Work item
Render every entry exactly as it appears.

= = =

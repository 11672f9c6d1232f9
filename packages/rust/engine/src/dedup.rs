//! Time-windowed deduplication of sibling nodes.
//!
//! Elicitation can produce the same component twice under one parent when
//! listing turns overlap. Siblings sharing a normalized name and created
//! within one window collapse into the earliest member; the losers donate
//! their suppliers to the keeper's alternative-supplier list and are
//! deleted.

use std::collections::BTreeMap;

use carbonbom_shared::{Node, NodeId, NodeStatus, Result};
use carbonbom_store::NodeStore;
use chrono::Duration;
use tracing::{debug, info, instrument};

/// One planned merge: the surviving node and the duplicates to fold in.
#[derive(Debug, Clone, PartialEq, Eq)]
pub struct MergePlan {
    pub keeper: NodeId,
    pub losers: Vec<NodeId>,
}

/// Plan merges for one sibling set. Pure: no I/O, deterministic.
///
/// Siblings are grouped by trimmed, case-folded name and walked in
/// `created_at` order. A window starts at its first member and admits every
/// later member within `window_secs` inclusive; a member past the cutoff
/// starts a new window. Only windows with more than one member produce a
/// plan, with the earliest member as keeper.
pub fn plan_merges(siblings: &[Node], window_secs: u64) -> Vec<MergePlan> {
    let window = Duration::seconds(window_secs as i64);

    let mut groups: BTreeMap<String, Vec<&Node>> = BTreeMap::new();
    for node in siblings {
        groups
            .entry(node.name.trim().to_lowercase())
            .or_default()
            .push(node);
    }

    let mut plans = Vec::new();
    for (_, mut group) in groups {
        group.sort_by_key(|n| (n.created_at, n.id.0));

        let mut i = 0;
        while i < group.len() {
            let anchor = group[i];
            let mut losers = Vec::new();
            let mut j = i + 1;
            while j < group.len() && group[j].created_at - anchor.created_at <= window {
                losers.push(group[j].id);
                j += 1;
            }
            if !losers.is_empty() {
                plans.push(MergePlan {
                    keeper: anchor.id,
                    losers,
                });
            }
            i = j;
        }
    }
    plans
}

/// Deduplicate the children of `parent` and return the surviving nodes in
/// creation order. Running again with no new arrivals is a no-op.
#[instrument(skip_all, fields(parent_id = %parent))]
pub async fn run(store: &NodeStore, parent: NodeId, window_secs: u64) -> Result<Vec<Node>> {
    let siblings = store.children_of(parent).await?;
    let plans = plan_merges(&siblings, window_secs);

    let mut merged = 0usize;
    for plan in &plans {
        debug!(keeper = %plan.keeper, losers = plan.losers.len(), "merging duplicates");
        store.merge_and_delete(plan.keeper, &plan.losers).await?;
        merged += plan.losers.len();
    }

    let survivors = store.children_of(parent).await?;
    for node in &survivors {
        store.set_status(node.id, NodeStatus::Deduped).await?;
    }

    info!(
        before = siblings.len(),
        merged,
        after = survivors.len(),
        "dedup complete"
    );
    Ok(survivors)
}

#[cfg(test)]
mod tests {
    use super::*;
    use carbonbom_shared::{BomItem, TreeId};
    use chrono::{TimeZone, Utc};

    fn item(index: u32, name: &str, supplier: Option<&str>) -> BomItem {
        BomItem {
            index,
            name: name.into(),
            supplier: supplier.map(Into::into),
            description: None,
            mass: None,
            unit: None,
        }
    }

    fn sibling(parent: &Node, name: &str, supplier: Option<&str>, offset_secs: i64) -> Node {
        let mut node = Node::child_of(parent, &item(1, name, supplier));
        node.created_at = Utc.with_ymd_and_hms(2026, 1, 1, 12, 0, 0).unwrap()
            + Duration::seconds(offset_secs);
        node
    }

    #[test]
    fn same_name_within_window_is_grouped() {
        let root = Node::root(TreeId::new(), "Laptop");
        let a = sibling(&root, "Screw", None, 0);
        let b = sibling(&root, "screw", None, 540); // 9 min
        let c = sibling(&root, " SCREW ", None, 600); // exactly at the cutoff

        let plans = plan_merges(&[a.clone(), b.clone(), c.clone()], 600);
        assert_eq!(plans.len(), 1);
        assert_eq!(plans[0].keeper, a.id);
        assert_eq!(plans[0].losers, vec![b.id, c.id]);
    }

    #[test]
    fn window_is_anchored_at_first_member() {
        let root = Node::root(TreeId::new(), "Laptop");
        // 21 min after the anchor: outside the window even though it is
        // within 10 min of the previous member.
        let a = sibling(&root, "Screw", None, 0);
        let b = sibling(&root, "Screw", None, 540);
        let c = sibling(&root, "Screw", None, 1260);

        let plans = plan_merges(&[a.clone(), b.clone(), c.clone()], 600);
        assert_eq!(plans.len(), 1);
        assert_eq!(plans[0].keeper, a.id);
        assert_eq!(plans[0].losers, vec![b.id]);
        // c starts a new singleton window: no plan for it
    }

    #[test]
    fn different_names_never_merge() {
        let root = Node::root(TreeId::new(), "Laptop");
        let a = sibling(&root, "Screw", None, 0);
        let b = sibling(&root, "Bolt", None, 1);
        assert!(plan_merges(&[a, b], 600).is_empty());
    }

    #[test]
    fn keeper_is_earliest_regardless_of_input_order() {
        let root = Node::root(TreeId::new(), "Laptop");
        let early = sibling(&root, "Screw", None, 0);
        let late = sibling(&root, "Screw", None, 10);

        let plans = plan_merges(&[late.clone(), early.clone()], 600);
        assert_eq!(plans[0].keeper, early.id);
    }

    #[tokio::test]
    async fn run_merges_and_is_idempotent() {
        let tmp = std::env::temp_dir().join(format!("cbom_test_{}.db", uuid::Uuid::now_v7()));
        let store = NodeStore::open(&tmp).await.expect("open test db");

        let root = Node::root(TreeId::new(), "Laptop");
        store.insert_tree(&root).await.unwrap();

        let keeper = sibling(&root, "Screw", Some("Acme"), 0);
        let dup = sibling(&root, "screw", Some("BoltCo"), 60);
        let other = sibling(&root, "Screen", None, 0);
        store
            .insert_children_batch(&[keeper.clone(), dup.clone(), other.clone()])
            .await
            .unwrap();

        let survivors = run(&store, root.id, 600).await.expect("dedup");
        assert_eq!(survivors.len(), 2);
        assert!(survivors.iter().all(|n| n.status == NodeStatus::Deduped));

        let merged = store.get_node(keeper.id).await.unwrap().unwrap();
        assert_eq!(merged.alt_suppliers, vec!["BoltCo"]);
        assert!(store.get_node(dup.id).await.unwrap().is_none());

        // second pass with no new arrivals changes nothing
        let survivors = run(&store, root.id, 600).await.expect("dedup again");
        assert_eq!(survivors.len(), 2);
        let merged = store.get_node(keeper.id).await.unwrap().unwrap();
        assert_eq!(merged.alt_suppliers, vec!["BoltCo"]);
    }
}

= = =

Answer space
repository 11672f9c6d1232f9
filename packages/rust/engine/src/dedup.rs
//! Time-windowed deduplication of sibling nodes.
//!
//! Elicitation can produce the same component twice under one parent when
//! listing turns overlap. Siblings sharing a normalized name and created
//! within one window collapse into the earliest member; the losers donate
//! their suppliers to the keeper's alternative-supplier list and are
//! deleted.

use std::collections::BTreeMap;

use carbonbom_shared::{Node, NodeId, NodeStatus, Result};
use carbonbom_store::NodeStore;
use chrono::Duration;
use tracing::{debug, info, instrument};

/// One planned merge: the surviving node and the duplicates to fold in.
#[derive(Debug, Clone, PartialEq, Eq)]
pub struct MergePlan {
    pub keeper: NodeId,
    pub losers: Vec<NodeId>,
}

/// Plan merges for one sibling set. Pure: no I/O, deterministic.
///
/// Siblings are grouped by trimmed, case-folded name and walked in
/// `created_at` order. A window starts at its first member and admits every
/// later member within `window_secs` inclusive; a member past the cutoff
/// starts a new window. Only windows with more than one member produce a
/// plan, with the earliest member as keeper.
pub fn plan_merges(siblings: &[Node], window_secs: u64) -> Vec<MergePlan> {
    let window = Duration::seconds(window_secs as i64);

    let mut groups: BTreeMap<String, Vec<&Node>> = BTreeMap::new();
    for node in siblings {
        groups
            .entry(node.name.trim().to_lowercase())
            .or_default()
            .push(node);
    }

    let mut plans = Vec::new();
    for (_, mut group) in groups {
        group.sort_by_key(|n| (n.created_at, n.id.0));

        let mut i = 0;
        while i < group.len() {
            let anchor = group[i];
            let mut losers = Vec::new();
            let mut j = i + 1;
            while j < group.len() && group[j].created_at - anchor.created_at <= window {
                losers.push(group[j].id);
                j += 1;
            }
            if !losers.is_empty() {
                plans.push(MergePlan {
                    keeper: anchor.id,
                    losers,
                });
            }
            i = j;
        }
    }
    plans
}

/// Deduplicate the children of `parent` and return the surviving nodes in
/// creation order. Running again with no new arrivals is a no-op.
#[instrument(skip_all, fields(parent_id = %parent))]
pub async fn run(store: &NodeStore, parent: NodeId, window_secs: u64) -> Result<Vec<Node>> {
    let siblings = store.children_of(parent).await?;
    let plans = plan_merges(&siblings, window_secs);

    let mut merged = 0usize;
    for plan in &plans {
        debug!(keeper = %plan.keeper, losers = plan.losers.len(), "merging duplicates");
        store.merge_and_delete(plan.keeper, &plan.losers).await?;
        merged += plan.losers.len();
    }

    let survivors = store.children_of(parent).await?;
    for node in &survivors {
        store.set_status(node.id, NodeStatus::Deduped).await?;
    }

    info!(
        before = siblings.len(),
        merged,
        after = survivors.len(),
        "dedup complete"
    );
    Ok(survivors)
}

#[cfg(test)]
mod tests {
    use super::*;
    use carbonbom_shared::{BomItem, TreeId};
    use chrono::{TimeZone, Utc};

    fn item(index: u32, name: &str, supplier: Option<&str>) -> BomItem {
        BomItem {
            index,
            name: name.into(),
            supplier: supplier.map(Into::into),
            description: None,
            mass: None,
            unit: None,
        }
    }

    fn sibling(parent: &Node, name: &str, supplier: Option<&str>, offset_secs: i64) -> Node {
        let mut node = Node::child_of(parent, &item(1, name, supplier));
        node.created_at = Utc.with_ymd_and_hms(2026, 1, 1, 12, 0, 0).unwrap()
            + Duration::seconds(offset_secs);
        node
    }

    #[test]
    fn same_name_within_window_is_grouped() {
        let root = Node::root(TreeId::new(), "Laptop");
        let a = sibling(&root, "Screw", None, 0);
        let b = sibling(&root, "screw", None, 540); // 9 min
        let c = sibling(&root, " SCREW ", None, 600); // exactly at the cutoff

        let plans = plan_merges(&[a.clone(), b.clone(), c.clone()], 600);
        assert_eq!(plans.len(), 1);
        assert_eq!(plans[0].keeper, a.id);
        assert_eq!(plans[0].losers, vec![b.id, c.id]);
    }

    #[test]
    fn window_is_anchored_at_first_member() {
        let root = Node::root(TreeId::new(), "Laptop");
        // 21 min after the anchor: outside the window even though it is
        // within 10 min of the previous member.
        let a = sibling(&root, "Screw", None, 0);
        let b = sibling(&root, "Screw", None, 540);
        let c = sibling(&root, "Screw", None, 1260);

        let plans = plan_merges(&[a.clone(), b.clone(), c.clone()], 600);
        assert_eq!(plans.len(), 1);
        assert_eq!(plans[0].keeper, a.id);
        assert_eq!(plans[0].losers, vec![b.id]);
        // c starts a new singleton window: no plan for it
    }

    #[test]
    fn different_names_never_merge() {
        let root = Node::root(TreeId::new(), "Laptop");
        let a = sibling(&root, "Screw", None, 0);
        let b = sibling(&root, "Bolt", None, 1);
        assert!(plan_merges(&[a, b], 600).is_empty());
    }

    #[test]
    fn keeper_is_earliest_regardless_of_input_order() {
        let root = Node::root(TreeId::new(), "Laptop");
        let early = sibling(&root, "Screw", None, 0);
        let late = sibling(&root, "Screw", None, 10);

        let plans = plan_merges(&[late.clone(), early.clone()], 600);
        assert_eq!(plans[0].keeper, early.id);
    }

    #[tokio::test]
    async fn run_merges_and_is_idempotent() {
        let tmp = std::env::temp_dir().join(format!("cbom_test_{}.db", uuid::Uuid::now_v7()));
        let store = NodeStore::open(&tmp).await.expect("open test db");

        let root = Node::root(TreeId::new(), "Laptop");
        store.insert_tree(&root).await.unwrap();

        let keeper = sibling(&root, "Screw", Some("Acme"), 0);
        let dup = sibling(&root, "screw", Some("BoltCo"), 60);
        let other = sibling(&root, "Screen", None, 0);
        store
            .insert_children_batch(&[keeper.clone(), dup.clone(), other.clone()])
            .await
            .unwrap();

        let survivors = run(&store, root.id, 600).await.expect("dedup");
        assert_eq!(survivors.len(), 2);
        assert!(survivors.iter().all(|n| n.status == NodeStatus::Deduped));

        let merged = store.get_node(keeper.id).await.unwrap().unwrap();
        assert_eq!(merged.alt_suppliers, vec!["BoltCo"]);
        assert!(store.get_node(dup.id).await.unwrap().is_none());

        // second pass with no new arrivals changes nothing
        let survivors = run(&store, root.id, 600).await.expect("dedup again");
        assert_eq!(survivors.len(), 2);
        let merged = store.get_node(keeper.id).await.unwrap().unwrap();
        assert_eq!(merged.alt_suppliers, vec!["BoltCo"]);
    }
}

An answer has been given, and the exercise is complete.